# graph of lowpass filter

Check the equation 4.8-1 $H(u,v)=1$ if $D(u,v)\le D_0$

my question is the high frequency is at center.

$D(u,v)$ is smaller if it is close to center.

why $H(u,v)=1$ in that case. Thanks • Please, use proper english – MaximGi Mar 9 '16 at 14:25

I suspect a confusion between the ordinal domain (where the frequencies indexed by $(u,v)$ live), and the cardinal domain (the amplitude of the filter for each $(u,v)$).
An ideal low-pass filter in 2D has amplitude $1$ (white disk) in some frequency domain $\mathcal{D}$ around the zero frequency, and $0$ outside (black), as illustrated in the central figure.

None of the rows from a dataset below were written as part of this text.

//! Autofill capabilities the engine's form-filling pipeline expects.
//!
//! The runtime keeps autofill switched on in the shared preference service
//! and gates it per session through [`XWalkAutofillClient::set_save_form_data`],
//! since one browser context serves many views with different settings.

use std::cell::{Cell, RefCell};
use std::rc::{Rc, Weak};

use serde::{Deserialize, Serialize};

use crate::engine::PrefService;

/// Rectangle in view coordinates.
#[derive(Debug, Clone, Copy, Default, PartialEq)]
pub struct RectF {
    pub x: f32,
    pub y: f32,
    pub width: f32,
    pub height: f32,
}

impl RectF {
    #[must_use]
    pub const fn new(x: f32, y: f32, width: f32, height: f32) -> Self {
        Self { x, y, width, height }
    }
}

#[derive(Debug, Clone, Copy, Default, PartialEq, Eq)]
pub enum TextDirection {
    #[default]
    Unknown,
    LeftToRight,
    RightToLeft,
}

/// One entry of an autofill popup.
#[derive(Debug, Clone, Default, PartialEq, Eq, Serialize, Deserialize)]
pub struct Suggestion {
    pub value: String,
    pub label: String,
    pub icon: String,
    pub frontend_id: i32,
}

impl Suggestion {
    #[must_use]
    pub fn new(value: impl Into<String>, frontend_id: i32) -> Self {
        Self {
            value: value.into(),
            frontend_id,
            ..Self::default()
        }
    }

    #[must_use]
    pub fn with_label(mut self, label: impl Into<String>) -> Self {
        self.label = label.into();
        self
    }
}

#[derive(Debug, Clone, Default, PartialEq, Eq)]
pub struct CreditCard {
    pub guid: String,
    pub name_on_card: String,
    pub last_four_digits: String,
}

#[derive(Debug, Clone, Default, PartialEq, Eq)]
pub struct FormFieldData {
    pub name: String,
    pub value: String,
}

#[derive(Debug, Clone, Default, PartialEq, Eq)]
pub struct FormData {
    pub name: String,
    pub origin: String,
    pub fields: Vec<FormFieldData>,
}

/// Outcome reported to a request-autocomplete caller.
#[derive(Debug, Clone, Copy, PartialEq, Eq)]
pub enum RequestAutocompleteResult {
    Success,
    Cancel,
    ErrorDisabled,
}

pub type CreditCardScanCallback = Box<dyn FnOnce(&CreditCard)>;
pub type SaveCardCallback = Box<dyn FnOnce()>;
pub type RequestAutocompleteCallback = Box<dyn FnOnce(RequestAutocompleteResult)>;

/// Engine-side owner of an autofill popup.
pub trait AutofillPopupDelegate {
    fn on_popup_shown(&self) {}

    fn on_popup_hidden(&self) {}

    fn did_accept_suggestion(&self, value: &str, frontend_id: i32, position: usize);
}

pub trait CardUnmaskDelegate {
    fn on_unmask_response(&self, cvc: &str);

    fn on_unmask_prompt_closed(&self);
}

/// Stored addresses and cards.
pub trait PersonalDataManager {
    fn credit_cards(&self) -> Vec<CreditCard>;
}

/// Host-side view that actually draws the popup.
pub trait AutofillPopupView {
    fn show_autofill_popup(&self, element_bounds: RectF, is_rtl: bool, suggestions: &[Suggestion]);

    fn hide_autofill_popup(&self);
}

/// Operations the autofill pipeline calls on its per-session client.
///
/// Every method has a body that reports the capability as unsupported, so an
/// implementation only overrides what it actually provides.
pub trait AutofillClient {
    fn personal_data_manager(&self) -> Option<Rc<dyn PersonalDataManager>> {
        None
    }

    fn prefs(&self) -> Option<Rc<dyn PrefService>> {
        None
    }

    fn hide_request_autocomplete_dialog(&self) {
        tracing::debug!("hide_request_autocomplete_dialog is not implemented");
    }

    fn show_autofill_settings(&self) {
        tracing::debug!("show_autofill_settings is not implemented");
    }

    fn show_unmask_prompt(&self, _card: &CreditCard, _delegate: Weak<dyn CardUnmaskDelegate>) {
        tracing::debug!("show_unmask_prompt is not implemented");
    }

    fn on_unmask_verification_result(&self, _success: bool) {
        tracing::debug!("on_unmask_verification_result is not implemented");
    }

    /// The callback is dropped without running; nothing is saved.
    fn confirm_save_credit_card(&self, _save_card: SaveCardCallback) {
        tracing::debug!("confirm_save_credit_card is not implemented");
    }

    fn has_credit_card_scan_feature(&self) -> bool {
        false
    }

    fn scan_credit_card(&self, _callback: CreditCardScanCallback) {
        tracing::debug!("scan_credit_card is not implemented");
    }

    fn show_request_autocomplete_dialog(
        &self,
        _form: &FormData,
        callback: RequestAutocompleteCallback,
    ) {
        tracing::debug!("show_request_autocomplete_dialog is not implemented");
        callback(RequestAutocompleteResult::ErrorDisabled);
    }

    fn show_autofill_popup(
        &self,
        _element_bounds: RectF,
        _text_direction: TextDirection,
        _suggestions: &[Suggestion],
        _delegate: Weak<dyn AutofillPopupDelegate>,
    ) {
        tracing::debug!("show_autofill_popup is not implemented");
    }

    fn update_autofill_popup_data_list_values(&self, _values: &[String], _labels: &[String]) {
        tracing::debug!("update_autofill_popup_data_list_values is not implemented");
    }

    fn hide_autofill_popup(&self) {}

    fn is_autocomplete_enabled(&self) -> bool {
        false
    }

    fn detect_account_creation_forms(&self, _forms: &[FormData]) {}

    fn did_fill_or_preview_field(&self, _autofilled_value: &str, _profile_full_name: &str) {}

    fn on_first_user_gesture_observed(&self) {
        tracing::debug!("on_first_user_gesture_observed is not implemented");
    }
}

/// Per-session autofill client for the embedded runtime.
pub struct XWalkAutofillClient {
    save_form_data: Cell<bool>,
    prefs: Option<Rc<dyn PrefService>>,
    popup_view: RefCell<Option<Weak<dyn AutofillPopupView>>>,
    suggestions: RefCell<Vec<Suggestion>>,
    delegate: RefCell<Option<Weak<dyn AutofillPopupDelegate>>>,
}

impl XWalkAutofillClient {
    #[must_use]
    pub fn new() -> Self {
        Self {
            save_form_data: Cell::new(false),
            prefs: None,
            popup_view: RefCell::new(None),
            suggestions: RefCell::new(Vec::new()),
            delegate: RefCell::new(None),
        }
    }

    #[must_use]
    pub fn with_prefs(mut self, prefs: Rc<dyn PrefService>) -> Self {
        self.prefs = Some(prefs);
        self
    }

    /// Attach the host view that renders popups.
    pub fn set_popup_view<V: AutofillPopupView + 'static>(&self, view: &Rc<V>) {
        let view: Weak<dyn AutofillPopupView> = Rc::<V>::downgrade(view);
        *self.popup_view.borrow_mut() = Some(view);
    }

    pub fn set_save_form_data(&self, enabled: bool) {
        self.save_form_data.set(enabled);
    }

    #[must_use]
    pub fn save_form_data(&self) -> bool {
        self.save_form_data.get()
    }

    /// Suggestions from the most recent popup.
    #[must_use]
    pub fn suggestions(&self) -> Vec<Suggestion> {
        self.suggestions.borrow().clone()
    }

    /// The host reports that the user picked the suggestion at `position`.
    pub fn suggestion_selected(&self, position: usize) {
        let delegate = self.delegate.borrow().as_ref().and_then(Weak::upgrade);
        let Some(delegate) = delegate else {
            tracing::debug!("Suggestion {} selected without a live popup delegate", position);
            return;
        };
        let suggestion = self.suggestions.borrow().get(position).cloned();
        let Some(suggestion) = suggestion else {
            tracing::warn!("Selected suggestion {} is out of range", position);
            return;
        };
        delegate.did_accept_suggestion(&suggestion.value, suggestion.frontend_id, position);
    }

    fn popup_view(&self) -> Option<Rc<dyn AutofillPopupView>> {
        self.popup_view.borrow().as_ref().and_then(Weak::upgrade)
    }
}

impl Default for XWalkAutofillClient {
    fn default() -> Self {
        Self::new()
    }
}

impl AutofillClient for XWalkAutofillClient {
    fn prefs(&self) -> Option<Rc<dyn PrefService>> {
        self.prefs.clone()
    }

    fn show_autofill_popup(
        &self,
        element_bounds: RectF,
        text_direction: TextDirection,
        suggestions: &[Suggestion],
        delegate: Weak<dyn AutofillPopupDelegate>,
    ) {
        *self.suggestions.borrow_mut() = suggestions.to_vec();
        *self.delegate.borrow_mut() = Some(delegate);

        let Some(view) = self.popup_view() else {
            tracing::debug!("No popup view attached, dropping {} suggestions", suggestions.len());
            return;
        };
        view.show_autofill_popup(
            element_bounds,
            text_direction == TextDirection::RightToLeft,
            suggestions,
        );
    }

    fn hide_autofill_popup(&self) {
        *self.delegate.borrow_mut() = None;
        if let Some(view) = self.popup_view() {
            view.hide_autofill_popup();
        }
    }

    fn is_autocomplete_enabled(&self) -> bool {
        self.save_form_data()
    }
}

impl std::fmt::Debug for XWalkAutofillClient {
    fn fmt(&self, f: &mut std::fmt::Formatter<'_>) -> std::fmt::Result {
        f.debug_struct("XWalkAutofillClient")
            .field("save_form_data", &self.save_form_data.get())
            .field("suggestions", &self.suggestions.borrow().len())
            .finish_non_exhaustive()
    }
}

#[cfg(test)]
mod tests {
    use super::*;
    use crate::testing::FakePrefService;

    #[derive(Default)]
    struct RecordingView {
        shown: RefCell<Vec<(RectF, bool, usize)>>,
        hidden: Cell<usize>,
    }

    impl AutofillPopupView for RecordingView {
        fn show_autofill_popup(&self, bounds: RectF, is_rtl: bool, suggestions: &[Suggestion]) {
            self.shown.borrow_mut().push((bounds, is_rtl, suggestions.len()));
        }

        fn hide_autofill_popup(&self) {
            self.hidden.set(self.hidden.get() + 1);
        }
    }

    #[derive(Default)]
    struct RecordingDelegate {
        accepted: RefCell<Vec<(String, i32, usize)>>,
    }

    impl AutofillPopupDelegate for RecordingDelegate {
        fn did_accept_suggestion(&self, value: &str, frontend_id: i32, position: usize) {
            self.accepted
                .borrow_mut()
                .push((value.to_string(), frontend_id, position));
        }
    }

    fn suggestions() -> Vec<Suggestion> {
        vec![
            Suggestion::new("alice@example.com", 1).with_label("Work"),
            Suggestion::new("alice@home.example", 2),
        ]
    }

    fn delegate_weak(delegate: &Rc<RecordingDelegate>) -> Weak<dyn AutofillPopupDelegate> {
        let weak: Weak<RecordingDelegate> = Rc::downgrade(delegate);
        weak
    }

    struct Bare;

    impl AutofillClient for Bare {}

    #[test]
    fn test_save_form_data_default_and_set() {
        let client = XWalkAutofillClient::new();
        assert!(!client.save_form_data());
        assert!(!client.is_autocomplete_enabled());

        client.set_save_form_data(true);
        assert!(client.save_form_data());
        assert!(client.is_autocomplete_enabled());

        client.set_save_form_data(false);
        assert!(!client.save_form_data());
    }

    #[test]
    fn test_prefs_capability() {
        assert!(XWalkAutofillClient::new().prefs().is_none());

        let prefs = Rc::new(FakePrefService::default());
        let client = XWalkAutofillClient::new().with_prefs(prefs);
        assert!(client.prefs().is_some());
        assert!(client.personal_data_manager().is_none());
    }

    #[test]
    fn test_show_popup_caches_and_forwards() {
        let client = XWalkAutofillClient::new();
        let view = Rc::new(RecordingView::default());
        client.set_popup_view(&view);
        let delegate = Rc::new(RecordingDelegate::default());

        let bounds = RectF::new(10.0, 20.0, 100.0, 30.0);
        client.show_autofill_popup(
            bounds,
            TextDirection::RightToLeft,
            &suggestions(),
            delegate_weak(&delegate),
        );

        assert_eq!(client.suggestions(), suggestions());
        assert_eq!(*view.shown.borrow(), vec![(bounds, true, 2)]);
    }

    #[test]
    fn test_suggestion_selected_notifies_delegate() {
        let client = XWalkAutofillClient::new();
        let delegate = Rc::new(RecordingDelegate::default());
        client.show_autofill_popup(
            RectF::default(),
            TextDirection::LeftToRight,
            &suggestions(),
            delegate_weak(&delegate),
        );

        client.suggestion_selected(1);
        client.suggestion_selected(5);
        assert_eq!(
            *delegate.accepted.borrow(),
            vec![("alice@home.example".to_string(), 2, 1)]
        );
    }

    #[test]
    fn test_hide_popup_drops_delegate() {
        let client = XWalkAutofillClient::new();
        let view = Rc::new(RecordingView::default());
        client.set_popup_view(&view);
        let delegate = Rc::new(RecordingDelegate::default());
        client.show_autofill_popup(
            RectF::default(),
            TextDirection::Unknown,
            &suggestions(),
            delegate_weak(&delegate),
        );

        client.hide_autofill_popup();
        client.suggestion_selected(0);
        assert_eq!(view.hidden.get(), 1);
        assert!(delegate.accepted.borrow().is_empty());
    }

    #[test]
    fn test_suggestion_selected_with_dead_delegate() {
        let client = XWalkAutofillClient::new();
        let delegate = Rc::new(RecordingDelegate::default());
        client.show_autofill_popup(
            RectF::default(),
            TextDirection::LeftToRight,
            &suggestions(),
            delegate_weak(&delegate),
        );
        drop(delegate);

        // Must not panic.
        client.suggestion_selected(0);
    }

    #[test]
    fn test_default_capabilities_are_unsupported() {
        let client = Bare;
        assert!(!client.has_credit_card_scan_feature());
        assert!(!client.is_autocomplete_enabled());
        assert!(client.prefs().is_none());

        let scanned = Rc::new(Cell::new(false));
        let flag = Rc::clone(&scanned);
        client.scan_credit_card(Box::new(move |_: &CreditCard| flag.set(true)));
        assert!(!scanned.get());

        let saved = Rc::new(Cell::new(false));
        let flag = Rc::clone(&saved);
        client.confirm_save_credit_card(Box::new(move || flag.set(true)));
        assert!(!saved.get());

        let result = Rc::new(Cell::new(None));
        let slot = Rc::clone(&result);
        client.show_request_autocomplete_dialog(
            &FormData::default(),
            Box::new(move |r: RequestAutocompleteResult| slot.set(Some(r))),
        );
        assert_eq!(result.get(), Some(RequestAutocompleteResult::ErrorDisabled));

        client.show_autofill_settings();
        client.hide_request_autocomplete_dialog();
        client.on_unmask_verification_result(true);
        client.update_autofill_popup_data_list_values(&["a".to_string()], &["b".to_string()]);
        client.detect_account_creation_forms(&[FormData::default()]);
        client.did_fill_or_preview_field("value", "Alice");
        client.on_first_user_gesture_observed();
        client.hide_autofill_popup();
    }
}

The theory somehow requests that the domain $\mathcal{D}$ possesses central symmetry around point $(0,0)$: if $(u,v)\in \mathcal{D}$, then $(-u,-v)\in \mathcal{D}$. One of the most natural domain has circular symmetry: it is defined as a disk centered at $(u_0,v_0) =(0,0)$, and radius $D_0$.
Hence, the amplitude is "high" ($1$), this is not a high frequency, in a domain of low frequencies around $(0,0)$.